May
31
DOSSIER TRIBUNAUX DE COMMERCE: CONSEIL CONSTITUTIONNEL FRANÇAIS v. COUR EUROPENNE DES DROITS DE L'HOMME

J'ai eu beau expliquer en plaidant au CONSEIL CONSTITUTIONNEL l'adage de commun-law. En usage à la COUR EUROPEENNE DES DROITS DE L'HOMME à propos de l'art. 6-1.

"Justice must not only be done. It must also be seen to be done"

La justice doit non seulement être rendue. Elle doit aussi être considérée comme à rendre.

Rien n'y a fait.

Les hauts conseillers ont considéré que tout était parfait dans le meilleur des mondes dans les tribunaux de commerce, avec leur décision du 4 mai 2012 : Madame FABRE, qui est tout de même la présidente de la chambre commerciale de la Cour de cassation, qui leur transmettait avec ses commentaires à elle, et ils n'étaient pas véritablement agréables, la question prioritaire de constitutionnalité de la compétence, de l'indépendance et de l'impartialité avait donc sans doute fait un mauvais cauchemar.

Voici qu'avant-hier (1) les juges de STRASBOURG récidivent dans une affaire pas courante, puisqu'elle intéresse la principauté d'ANDORRE.

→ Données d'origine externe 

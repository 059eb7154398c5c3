use crate::config::chunksys::ChunkSysConfig;
use crate::config::worldgen::WorldGenConfig;
use crate::utils::error::ConfigError;
use directories::ProjectDirs;
use serde::{Deserialize, Serialize};
use std::fs;
use std::path::{Path, PathBuf};

#[derive(Debug, Clone, PartialEq, Serialize, Deserialize)]
#[serde(default)]
pub struct EngineConfig {
    pub save_dir: PathBuf,
    pub worldgen: WorldGenConfig,
    pub chunksys: ChunkSysConfig,
}

impl Default for EngineConfig {
    fn default() -> Self {
        Self {
            save_dir: default_save_dir(),
            worldgen: WorldGenConfig::default(),
            chunksys: ChunkSysConfig::default(),
        }
    }
}

impl EngineConfig {
    pub fn new(seed: i64, save_dir: impl Into<PathBuf>) -> Self {
        Self {
            save_dir: save_dir.into(),
            worldgen: WorldGenConfig::with_seed(seed),
            chunksys: ChunkSysConfig::default(),
        }
    }

    pub fn load(path: &Path) -> Result<Self, ConfigError> {
        let content = fs::read_to_string(path)?;
        let config: Self = toml::from_str(&content)?;
        config.validate()?;
        Ok(config)
    }

    pub fn save(&self, path: &Path) -> Result<(), ConfigError> {
        if let Some(parent) = path.parent() {
            fs::create_dir_all(parent)?;
        }
        fs::write(path, toml::to_string_pretty(self)?)?;
        Ok(())
    }

    pub fn validate(&self) -> Result<(), ConfigError> {
        if self.chunksys.worker_threads == 0 {
            return Err(ConfigError::Invalid("worker_threads must be at least 1".into()));
        }
        if self.chunksys.spawn_radius < 0 {
            return Err(ConfigError::Invalid("spawn_radius must not be negative".into()));
        }
        if !(0.0..=1.0).contains(&self.worldgen.cave_threshold) {
            return Err(ConfigError::Invalid("cave_threshold must lie in [0, 1]".into()));
        }
        Ok(())
    }
}

/// Per-user data directory, or `./world` when the platform has none.
pub fn default_save_dir() -> PathBuf {
    ProjectDirs::from("com", "bloksel", "Bloksel")
        .map(|dirs| dirs.data_dir().join("world"))
        .unwrap_or_else(|| PathBuf::from("world"))
}
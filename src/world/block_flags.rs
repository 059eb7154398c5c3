use bitflags::bitflags;
use serde::{Deserialize, Serialize};

bitflags! {
    /// Static classification bits for a block type.
    #[derive(Debug, Clone, Copy, PartialEq, Eq, Hash, Serialize, Deserialize)]
    pub struct BlockFlags: u8 {
        const NONE = 0;
        const OPAQUE = 1 << 0;
        const TRANSPARENT = 1 << 1;
        const SOLID = 1 << 2;
        const LIQUID = 1 << 3;
        const FLORA = 1 << 4;
    }
}

impl BlockFlags {
    pub const fn opaque_solid() -> Self {
        Self::OPAQUE.union(Self::SOLID)
    }

    pub const fn see_through_solid() -> Self {
        Self::TRANSPARENT.union(Self::SOLID)
    }

    pub const fn liquid() -> Self {
        Self::TRANSPARENT.union(Self::LIQUID)
    }

    pub const fn flora() -> Self {
        Self::TRANSPARENT.union(Self::SOLID).union(Self::FLORA)
    }

    pub fn with_solid(self, value: bool) -> Self {
        if value {
            self | Self::SOLID
        } else {
            self & !Self::SOLID
        }
    }
}

bitflags! {
    /// Lifecycle state of a chunk; says nothing about block content.
    #[derive(Debug, Clone, Copy, PartialEq, Eq, Hash, Serialize, Deserialize)]
    pub struct ChunkFlags: u8 {
        const LOADED = 1 << 0;
        const MODIFIED = 1 << 1;
        const DIRTY = 1 << 2;
    }
}
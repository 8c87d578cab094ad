//! Domain models shared between connections and their collaborators.

use std::collections::BTreeMap;
use std::fmt;
use std::sync::Arc;

use serde::{Deserialize, Serialize};
use vdb_security::Principal;

use crate::context::SessionContext;

/// Identifies an established session on the engine.
#[derive(Debug, Clone, PartialEq, Eq, Hash, Serialize, Deserialize)]
pub struct SessionToken {
    session_id: String,
    username: String,
}

impl SessionToken {
    pub fn new(session_id: impl Into<String>, username: impl Into<String>) -> Self {
        Self {
            session_id: session_id.into(),
            username: username.into(),
        }
    }

    #[must_use]
    pub fn session_id(&self) -> &str {
        &self.session_id
    }

    #[must_use]
    pub fn username(&self) -> &str {
        &self.username
    }
}

/// Result of a successful logon.
///
/// Immutable once produced; re-authentication replaces it wholesale.
#[derive(Debug, Clone, PartialEq, Serialize, Deserialize)]
pub struct LogonResult {
    pub session_token: SessionToken,
    /// Virtual database the session is bound to.
    pub vdb_name: String,
    pub vdb_version: Option<String>,
    /// Backend-specific extras returned with the logon.
    #[serde(default, skip_serializing_if = "Option::is_none")]
    pub payload: Option<serde_json::Value>,
}

impl LogonResult {
    #[must_use]
    pub fn session_id(&self) -> &str {
        self.session_token.session_id()
    }
}

/// Name and optional version of a virtual database.
#[derive(Debug, Clone, PartialEq, Eq, Hash, Serialize, Deserialize)]
pub struct VdbKey {
    name: String,
    version: Option<String>,
}

impl VdbKey {
    pub fn new(name: impl Into<String>, version: Option<String>) -> Self {
        Self {
            name: name.into(),
            version,
        }
    }

    #[must_use]
    pub fn name(&self) -> &str {
        &self.name
    }

    #[must_use]
    pub fn version(&self) -> Option<&str> {
        self.version.as_deref()
    }

    /// `true` when no exact version is named, i.e. the key matches the latest
    /// deployed version at most.
    #[must_use]
    pub fn is_at_most(&self) -> bool {
        self.version.is_none()
    }
}

impl fmt::Display for VdbKey {
    fn fmt(&self, f: &mut fmt::Formatter<'_>) -> fmt::Result {
        match &self.version {
            Some(version) => write!(f, "{}.{version}", self.name),
            None => f.write_str(&self.name),
        }
    }
}

/// Session data the logon backend establishes on a [`SessionContext`].
#[derive(Debug, Clone)]
pub struct SessionMetadata {
    pub session_token: SessionToken,
    pub vdb_name: String,
    pub vdb_version: Option<String>,
    /// Principal the session was authenticated as; `None` for unauthenticated sessions.
    pub principal: Option<Principal>,
    /// Security domain that authenticated the session; `None` when none is configured.
    pub security_domain: Option<String>,
}

/// Connection options.
///
/// String key/value pairs as supplied by the client, plus an optional
/// externally supplied [`SessionContext`] which makes the connection derived.
#[derive(Clone, Default, Serialize, Deserialize)]
#[serde(transparent)]
pub struct ConnectionProperties {
    values: BTreeMap<String, String>,
    #[serde(skip)]
    session_context: Option<Arc<SessionContext>>,
}

impl ConnectionProperties {
    #[must_use]
    pub fn new() -> Self {
        Self::default()
    }

    #[must_use]
    pub fn with(mut self, key: &str, value: impl Into<String>) -> Self {
        self.values.insert(key.to_owned(), value.into());
        self
    }

    /// Borrow an existing session instead of establishing a new one.
    #[must_use]
    pub fn with_session_context(mut self, ctx: Arc<SessionContext>) -> Self {
        self.session_context = Some(ctx);
        self
    }

    pub fn set(&mut self, key: &str, value: impl Into<String>) {
        self.values.insert(key.to_owned(), value.into());
    }

    #[must_use]
    pub fn get(&self, key: &str) -> Option<&str> {
        self.values.get(key).map(String::as_str)
    }

    #[must_use]
    pub fn session_context(&self) -> Option<&Arc<SessionContext>> {
        self.session_context.as_ref()
    }

    pub fn iter(&self) -> impl Iterator<Item = (&str, &str)> {
        self.values.iter().map(|(k, v)| (k.as_str(), v.as_str()))
    }
}

impl fmt::Debug for ConnectionProperties {
    fn fmt(&self, f: &mut fmt::Formatter<'_>) -> fmt::Result {
        // Values may hold passwords.
        f.debug_struct("ConnectionProperties")
            .field("keys", &self.values.keys().collect::<Vec<_>>())
            .field("derived", &self.session_context.is_some())
            .finish()
    }
}

impl<K: Into<String>, V: Into<String>> FromIterator<(K, V)> for ConnectionProperties {
    fn from_iter<I: IntoIterator<Item = (K, V)>>(iter: I) -> Self {
        Self {
            values: iter
                .into_iter()
                .map(|(k, v)| (k.into(), v.into()))
                .collect(),
            session_context: None,
        }
    }
}

/// A request submitted to the query capability.
#[derive(Debug, Clone, PartialEq, Eq, Serialize, Deserialize)]
pub struct QueryRequest {
    pub request_id: i64,
    pub sql: String,
}

/// Acknowledgement that a request was accepted for processing.
#[derive(Debug, Clone, PartialEq, Eq, Serialize, Deserialize)]
pub struct RequestAck {
    pub request_id: i64,
    pub session_id: String,
}

#[cfg(test)]
#[cfg_attr(coverage_nightly, coverage(off))]
mod tests {
    use super::*;

    #[test]
    fn vdb_key_without_version_is_at_most() {
        assert!(VdbKey::new("sales", None).is_at_most());
        assert!(!VdbKey::new("sales", Some("2".to_owned())).is_at_most());
        assert_eq!(VdbKey::new("sales", Some("2".to_owned())).to_string(), "sales.2");
    }

    #[test]
    fn properties_debug_hides_values() {
        let props = ConnectionProperties::new().with("password", "hunter2");

        let rendered = format!("{props:?}");
        assert!(rendered.contains("password"));
        assert!(!rendered.contains("hunter2"));
    }

    #[test]
    fn properties_deserialize_from_map() {
        let props: ConnectionProperties =
            serde_json::from_str(r#"{"VirtualDatabaseName":"sales","user":"alice"}"#).unwrap();

        assert_eq!(props.get("VirtualDatabaseName"), Some("sales"));
        assert_eq!(props.get("user"), Some("alice"));
        assert!(props.session_context().is_none());
    }
}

J'essaierai de revenir sur cette décision pas banale, où un groupement d'entreprises françaises se plaignait une fois la décision rendue des arrangements d'un tribunal andorran composé d'un avocat espagnol occupant pour une partie adverse, et travaillant discrètement pour l'Etat andorran poursuivant.

La Cour a jugé la violation de l'art. 6-1 et apparemment de la sentence des Vallées.

On peut complimenter au passage le confrère andorran qui plaidait à STRASBOURG, notre consoeur Sophie BELLOCQ ANNEY. C'est fait pour moi.

Je cite la Cour :

« 51.Reste donc l'appréciation objective. Elle consiste à se demander si, indépendamment de la conduite personnelle du magistrat, certains faits vérifiables autorisent à douter de l'impartialité de ce dernier. En la matière, même les apparences peuvent revêtir de l'importance. Il y va de la confiance que les tribunaux d'une société démocratique se doivent d'inspirer aux justiciables ».

C'est moi qui ai souligné.

Je n'ai plus rien à ajouter, si rappeler que l'arrêt est en français et pas en catalan, langue officiel de la principauté d'ANDORRE.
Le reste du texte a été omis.